Un momento, caro Titolare. Non capisco. Prima il vice presidente dell’Ance sfodera ampia conoscenza della causa prima del blocco degli appalti: il gombloddo di tutte le amministrazioni comunali che, in oltre 8100 quante sono, si sono certamente riunite in gran segreto nei giorni scorsi, per tramare l’odioso piano di boicottaggio del nuovo Codice dei contratti, impedendo, quindi, che esplichi i propri fantastici benefici effetti. Subito dopo, però, lo stesso vice presidente (si presume che tra una dichiarazione e l’altra nel frattempo l’Ance non abbia modificato le proprie cariche sociali) afferma che, comunque, anche se i comuni desistessero dalle loro orride trame, in ogni caso il pur meraviglioso Codice ha regole astruse, che vanno cambiate.

Però, la soluzione l’Anci l’ha bella e pronta, come non pensarci prima: l’articolo ci informa che l’Ance “chiede con forza l’intervento delle autorità: «Anac, ministero delle Infrastrutture e Conferenza Stato-Regioni devono obbligare le amministrazioni a pubblicare i bandi, perché sono loro che stanno bloccando il Paese»”.

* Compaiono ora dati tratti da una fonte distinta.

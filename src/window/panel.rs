//! Panels: windows with a stacking order.

use super::Window;
use crate::bus::{LocalOp, PanelId};
use crate::error::Result;

/// A window placed in the panel stack.
///
/// Raising or lowering a panel repaints the stack, so overlapping windows
/// show the top-most panel's content.
#[derive(Debug, Clone, PartialEq, Eq)]
pub struct Panel {
    id: PanelId,
    name: String,
    window: Window,
}

impl Panel {
    pub(crate) fn new(id: PanelId, name: &str, window: Window) -> Self {
        Self {
            id,
            name: name.to_string(),
            window,
        }
    }

    /// The name given at creation.
    pub fn name(&self) -> &str {
        &self.name
    }

    /// The window this panel shows.
    pub const fn window(&self) -> &Window {
        &self.window
    }

    /// Move the panel to the top of the stack.
    pub fn raise(&self) -> Result<()> {
        self.window.send_refreshing(LocalOp::RaisePanel(self.id))
    }

    /// Move the panel to the bottom of the stack.
    pub fn lower(&self) -> Result<()> {
        self.window.send_refreshing(LocalOp::LowerPanel(self.id))
    }
}
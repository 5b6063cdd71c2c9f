//! # Termbus
//!
//! Drive one non-reentrant terminal from many threads.
//!
//! Every window call becomes a command on a bounded queue. A dedicated
//! dispatcher thread owns the terminal and executes the commands one at a
//! time, in order. Blocking reads travel the same way and get their answer
//! back on a single-use channel.
//!
//! ## Core Concepts
//!
//! - **Command bus**: many producers, one consumer, total order
//! - **Windows**: cheap, cloneable handles that only enqueue
//! - **Format writer**: `*bold*`, `~reverse~`, `-italic-` and `_underline_`
//!   markers become attribute changes; doubled markers are literal
//! - **Teardown**: ending the session cancels blocked reads and restores the
//!   terminal, also after a fatal error
//!
//! ## Example
//!
//! ```rust,ignore
//! use termbus::{Position, Session, Size, TerminalBackend};
//!
//! let session = Session::init(TerminalBackend::stdout())?;
//! let dialog = session.new_window("dialog", Position::new(5, 20), Size::new(5, 40))?;
//! dialog.border()?;
//! dialog.move_to(1, 2)?;
//! dialog.format_writer().print("What is your *name*? ")?;
//! dialog.refresh()?;
//! let name = dialog.read_line()?;
//! session.end()?;
//! ```

#![warn(missing_docs)]
#![warn(clippy::pedantic)]
#![warn(clippy::nursery)]
#![allow(clippy::module_name_repetitions)]
#![allow(clippy::must_use_candidate)]

pub mod backend;
pub mod bus;
pub mod config;
mod context;
pub mod error;
pub mod format;
pub mod layout;
pub mod session;
pub mod style;
pub mod window;

// Re-exports for convenience
pub use backend::{
    Backend, Capabilities, CursorVisibility, Key, RecordingBackend, SharedOutput, TerminalBackend,
};
pub use config::{FatalAction, SessionConfig};
pub use context::ROOT_WINDOW;
pub use error::{Result, TermError};
pub use format::{parse, FormatOp, FormatWriter, MarkerTable};
pub use layout::{Position, Rect, Size};
pub use session::Session;
pub use style::{Attributes, Color, CustomColor, PairId};
pub use window::{Panel, Window};
impl<B: Backend> Executor<B> {
    /// Initialize the terminal and register the root surface.
    fn start(
        backend: B,
        interrupt: Interrupt,
        ready: Reply<io::Result<Ready>>,
    ) -> Option<Self> {
        let mut executor = Self {
            backend,
            surfaces: HashMap::new(),
            retired: HashSet::new(),
            panels: HashMap::new(),
            interrupt,
            finished: false,
        };
        // A half-done initialize is restored by the drop guard.
        let capabilities = match executor.backend.initialize() {
            Ok(capabilities) => capabilities,
            Err(e) => {
                ready.send(Err(e));
                return None;
            }
        };
        let root = executor
            .backend
            .root_surface()
            .and_then(|root| executor.backend.query_size(&root).map(|size| (root, size)));
        match root {
            Ok((root, root_size)) => {
                executor.surfaces.insert(SurfaceId::ROOT, root);
                debug!(target: "termbus::dispatch", ?capabilities, ?root_size, "terminal ready");
                ready.send(Ok(Ready {
                    capabilities,
                    root_size,
                }));
                Some(executor)
            }
            Err(e) => {
                ready.send(Err(e));
                None
            }
        }
    }

    /// Execute commands until `Shutdown`.
    ///
    /// Every command accepted before the bus closed sits ahead of
    /// `Shutdown` in the queue and still runs. Reads among them see the
    /// raised interrupt and return at once.
    fn run(mut self, receiver: &Receiver<Command>, state: &BusState, fatal_action: FatalAction) {
        while let Ok(command) = receiver.recv() {
            if matches!(command, Command::Shutdown) {
                break;
            }
            if let Err(e) = self.execute(command) {
                self.fail(&e, receiver, state, fatal_action);
                return;
            }
        }
        // Only sends that raced `close` can be left; dropping them answers
        // pending requests with `Interrupted`.
        for command in receiver.try_iter() {
            trace!(target: "termbus::dispatch", command = %command, "dropped at shutdown");
        }
        self.finished = true;
        if let Err(e) = self.backend.finalize() {
            warn!(target: "termbus::dispatch", error = %e, "terminal restore failed");
        }
        debug!(target: "termbus::dispatch", "dispatcher stopped");
    }

    fn fail(
        &mut self,
        e: &TermError,
        receiver: &Receiver<Command>,
        state: &BusState,
        fatal_action: FatalAction,
    ) {
        self.finished = true;
        self.backend.emergency_shutdown();
        let message = e.to_string();
        error!(target: "termbus::dispatch", error = %message, "fatal error, terminal restored");
        state.mark_fatal(message.clone());
        receiver.try_iter().for_each(drop);
        eprintln!("termbus: fatal: {message}");
        if let FatalAction::Exit(code) = fatal_action {
            std::process::exit(code);
        }
    }

    fn execute(&mut self, command: Command) -> Result<()> {
        trace!(target: "termbus::dispatch", command = %command, "execute");
        match command {
            Command::Shutdown => Ok(()),
            Command::Global(op) => self.global(op),
            Command::Local { target, op } => self.local(target, op),
        }
    }

    fn global(&mut self, op: GlobalOp) -> Result<()> {
        let result = match op {
            GlobalOp::CreateSurface { id, area, reply } => {
                if self.surfaces.contains_key(&id) {
                    return Err(TermError::ProtocolViolation(format!(
                        "surface {} created twice",
                        id.0
                    )));
                }
                let created = self.backend.create_surface(area).map(|surface| {
                    self.surfaces.insert(id, surface);
                });
                reply.send(created);
                Ok(())
            }
            GlobalOp::DestroySurface(id) => {
                if self.retired.contains(&id) {
                    warn!(target: "termbus::dispatch", surface = id.0, "surface destroyed twice");
                    return Ok(());
                }
                let surface = self
                    .surfaces
                    .remove(&id)
                    .ok_or_else(|| unknown_surface("DESTROY_SURFACE", id))?;
                self.retired.insert(id);
                self.panels.retain(|_, (owner, _)| *owner != id);
                self.backend.destroy_surface(surface)
            }
            GlobalOp::StartColor { reply } => {
                reply.send(self.backend.start_color());
                Ok(())
            }
            GlobalOp::InitPair(pair, fg, bg) => self.backend.init_pair(pair, fg, bg),
            GlobalOp::InitColor(color, value) => self.backend.init_color(color, value),
            GlobalOp::SetColor(pair) => {
                let root = self
                    .surfaces
                    .get(&SurfaceId::ROOT)
                    .ok_or_else(|| unknown_surface("SET_COLOR", SurfaceId::ROOT))?;
                self.backend.set_color_pair(root, pair)
            }
            GlobalOp::SetEcho(enabled) => self.backend.set_echo(enabled),
            GlobalOp::SetCursor(visibility) => self.backend.set_cursor_visibility(visibility),
        };
        absorb(result);
        Ok(())
    }

    fn local(&mut self, target: SurfaceId, op: LocalOp) -> Result<()> {
        let Some(surface) = self.surfaces.get(&target) else {
            if self.retired.contains(&target) {
                // Queued by a producer that raced the destroy. Dropping `op`
                // answers a pending request with `Interrupted`.
                warn!(
                    target: "termbus::dispatch",
                    surface = target.0,
                    "command for destroyed surface skipped"
                );
                return Ok(());
            }
            return Err(unknown_surface("local command", target));
        };
        let backend = &mut self.backend;
        let result = match op {
            LocalOp::Move(to) => backend.move_cursor(surface, to),
            LocalOp::Append(text) => backend.append_text(surface, &text),
            LocalOp::Insert(text) => backend.insert_text(surface, &text),
            LocalOp::DeleteChar => backend.delete_char(surface),
            LocalOp::Refresh => backend.refresh(surface),
            LocalOp::Clear => backend.clear(surface),
            LocalOp::Erase => backend.erase(surface),
            LocalOp::SetScrolling(enabled) => backend.set_scrolling(surface, enabled),
            LocalOp::Scroll(lines) => backend.scroll(surface, lines),
            LocalOp::SetAttributes(attributes) => backend.set_attributes(surface, attributes),
            LocalOp::SetColor(pair) => backend.set_color_pair(surface, pair),
            LocalOp::SetBackground(pair) => backend.set_background(surface, pair),
            LocalOp::Border => backend.draw_border(surface),
            LocalOp::ReadLine { max_len, reply } => {
                match backend.read_line(surface, max_len, &self.interrupt) {
                    Ok(Some(line)) => reply.send(Ok(line)),
                    Ok(None) => debug!(target: "termbus::dispatch", "read line interrupted"),
                    Err(e) => reply.send(Err(e)),
                }
                Ok(())
            }
            LocalOp::ReadKey { reply } => {
                match backend.read_key(surface, &self.interrupt) {
                    Ok(Some(key)) => reply.send(Ok(key)),
                    Ok(None) => debug!(target: "termbus::dispatch", "read key interrupted"),
                    Err(e) => reply.send(Err(e)),
                }
                Ok(())
            }
            LocalOp::QuerySize { reply } => {
                reply.send(backend.query_size(surface));
                Ok(())
            }
            LocalOp::CreatePanel { panel, reply } => {
                if self.panels.contains_key(&panel) {
                    return Err(TermError::ProtocolViolation(format!(
                        "panel {} created twice",
                        panel.0
                    )));
                }
                match backend.create_panel(surface) {
                    Ok(native) => {
                        self.panels.insert(panel, (target, native));
                        reply.send(Ok(()));
                    }
                    Err(e) => reply.send(Err(e)),
                }
                Ok(())
            }
            LocalOp::RaisePanel(panel) => {
                let native = panel_of(&self.panels, panel, target)?;
                backend.raise_panel(native)
            }
            LocalOp::LowerPanel(panel) => {
                let native = panel_of(&self.panels, panel, target)?;
                backend.lower_panel(native)
            }
        };
        absorb(result);
        Ok(())
    }
}
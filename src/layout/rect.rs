//! Geometry primitives: cursor positions, surface sizes and rectangles.
//!
//! Coordinates follow the curses convention of row before column in
//! constructors (`Position::new(y, x)`), while `Rect` keeps the usual
//! `x, y, width, height` layout.

/// A cell position relative to a surface origin.
#[derive(Clone, Copy, PartialEq, Eq, Hash, Default)]
pub struct Position {
    /// Row.
    pub y: u16,
    /// Column.
    pub x: u16,
}

impl Position {
    /// Create a position from a row and a column.
    #[inline]
    pub const fn new(y: u16, x: u16) -> Self {
        Self { y, x }
    }

    /// The top-left corner.
    pub const ORIGIN: Self = Self::new(0, 0);
}

impl std::fmt::Debug for Position {
    fn fmt(&self, f: &mut std::fmt::Formatter<'_>) -> std::fmt::Result {
        write!(f, "({}, {})", self.y, self.x)
    }
}

/// The dimensions of a surface in cells.
#[derive(Clone, Copy, PartialEq, Eq, Hash, Default)]
pub struct Size {
    /// Number of rows.
    pub height: u16,
    /// Number of columns.
    pub width: u16,
}

impl Size {
    /// Create a size from a row count and a column count.
    #[inline]
    pub const fn new(height: u16, width: u16) -> Self {
        Self { height, width }
    }

    /// Number of cells covered.
    #[inline]
    pub const fn area(&self) -> u32 {
        (self.width as u32) * (self.height as u32)
    }

    /// Whether either dimension is zero.
    #[inline]
    pub const fn is_empty(&self) -> bool {
        self.width == 0 || self.height == 0
    }
}

impl std::fmt::Debug for Size {
    fn fmt(&self, f: &mut std::fmt::Formatter<'_>) -> std::fmt::Result {
        write!(f, "<{}, {}>", self.height, self.width)
    }
}

/// A rectangle defined by position and size.
#[derive(Clone, Copy, PartialEq, Eq, Hash, Default)]
pub struct Rect {
    /// X coordinate (column) of the top-left corner.
    pub x: u16,
    /// Y coordinate (row) of the top-left corner.
    pub y: u16,
    /// Width in columns.
    pub width: u16,
    /// Height in rows.
    pub height: u16,
}

impl Rect {
    /// Create a new rectangle.
    #[inline]
    pub const fn new(x: u16, y: u16, width: u16, height: u16) -> Self {
        Self { x, y, width, height }
    }

    /// Create a rectangle from an origin and a size.
    #[inline]
    pub const fn from_parts(origin: Position, size: Size) -> Self {
        Self::new(origin.x, origin.y, size.width, size.height)
    }

    /// Create a rectangle covering a whole screen of the given size.
    #[inline]
    pub const fn from_size(size: Size) -> Self {
        Self::new(0, 0, size.width, size.height)
    }

    /// Top-left corner.
    #[inline]
    pub const fn origin(&self) -> Position {
        Position::new(self.y, self.x)
    }

    /// Dimensions.
    #[inline]
    pub const fn size(&self) -> Size {
        Size::new(self.height, self.width)
    }

    /// Check if the rectangle is empty.
    #[inline]
    pub const fn is_empty(&self) -> bool {
        self.width == 0 || self.height == 0
    }

    /// Get the right edge (exclusive), widened so it cannot overflow.
    #[inline]
    pub const fn right(&self) -> u32 {
        self.x as u32 + self.width as u32
    }

    /// Get the bottom edge (exclusive), widened so it cannot overflow.
    #[inline]
    pub const fn bottom(&self) -> u32 {
        self.y as u32 + self.height as u32
    }

    /// Whether this rectangle lies entirely within a screen of `size`.
    #[inline]
    pub const fn fits_within(&self, size: Size) -> bool {
        self.right() <= size.width as u32 && self.bottom() <= size.height as u32
    }
}

impl std::fmt::Debug for Rect {
    fn fmt(&self, f: &mut std::fmt::Formatter<'_>) -> std::fmt::Result {
        write!(f, "Rect({}, {} {}x{})", self.x, self.y, self.width, self.height)
    }
}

Perfetto: le amministrazioni locali non pubblicano i bandi. L’Ance non tiene conto che, oltre ai problemi posti dal nuovo Codice (che rende praticamente impossibile comporre le commissioni di gara e rende complicatissima l’aggiudicazione estendendo oltre ogni utilità l’obbligo dell’offerta economicamente più vantaggiosa), effettivamente la situazione di debito eccessivo e di difficoltà creditizia esiste davvero; né, sempre l’Ance, come molti altri osservatori, si ricordano che nel frattempo è entrata in vigore una nuova contabilità locale, che a pochi articoli precedentemente contenuti nel testo unico degli enti locali, ha aggiunto una quantità immane di “principi contabili”, tali praticamente da impedire qualsiasi agevole e soprattutto razionale gestione dei pochissimi fondi a disposizione per investimenti. Dunque, la soluzione, per l’Ance, è continuare a far finta che questo quadro, economico e normativo non esista, ed “imporre” comunque ai comuni di pubblicare bandi, soluzione che per la stessa Ance non servirebbe in ogni caso a nulla, perché le regole sono astruse e da cambiare.

In fondo, caro Titolare, questi ragionamenti nello stile “tutto e il suo contrario” non stupiscono: purtroppo, il Legislatore, fin troppo incline a legiferare seguendo le pulsioni delle organizzazioni esterne, si è abituato a scrivere le proprie “riforme” quasi sotto dettatura e per slogan, senza badare troppo alla coerenza. E non è, in effetti, raro vedere norme inconciliabili tra loro all’interno delle stesse leggi o tra leggi di materie diverse, però tra loro concorrenti nel disciplinare un certo particolare aspetto. Pretendere tutto e il suo contrario, analizzare problemi senza verificarne i presupposti e proporre soluzioni dirigistiche senza costrutto è ormai la caratteristica dell’ordinamento. Non c’è, dunque, da stupirsi molto delle difficoltà di crescita economica.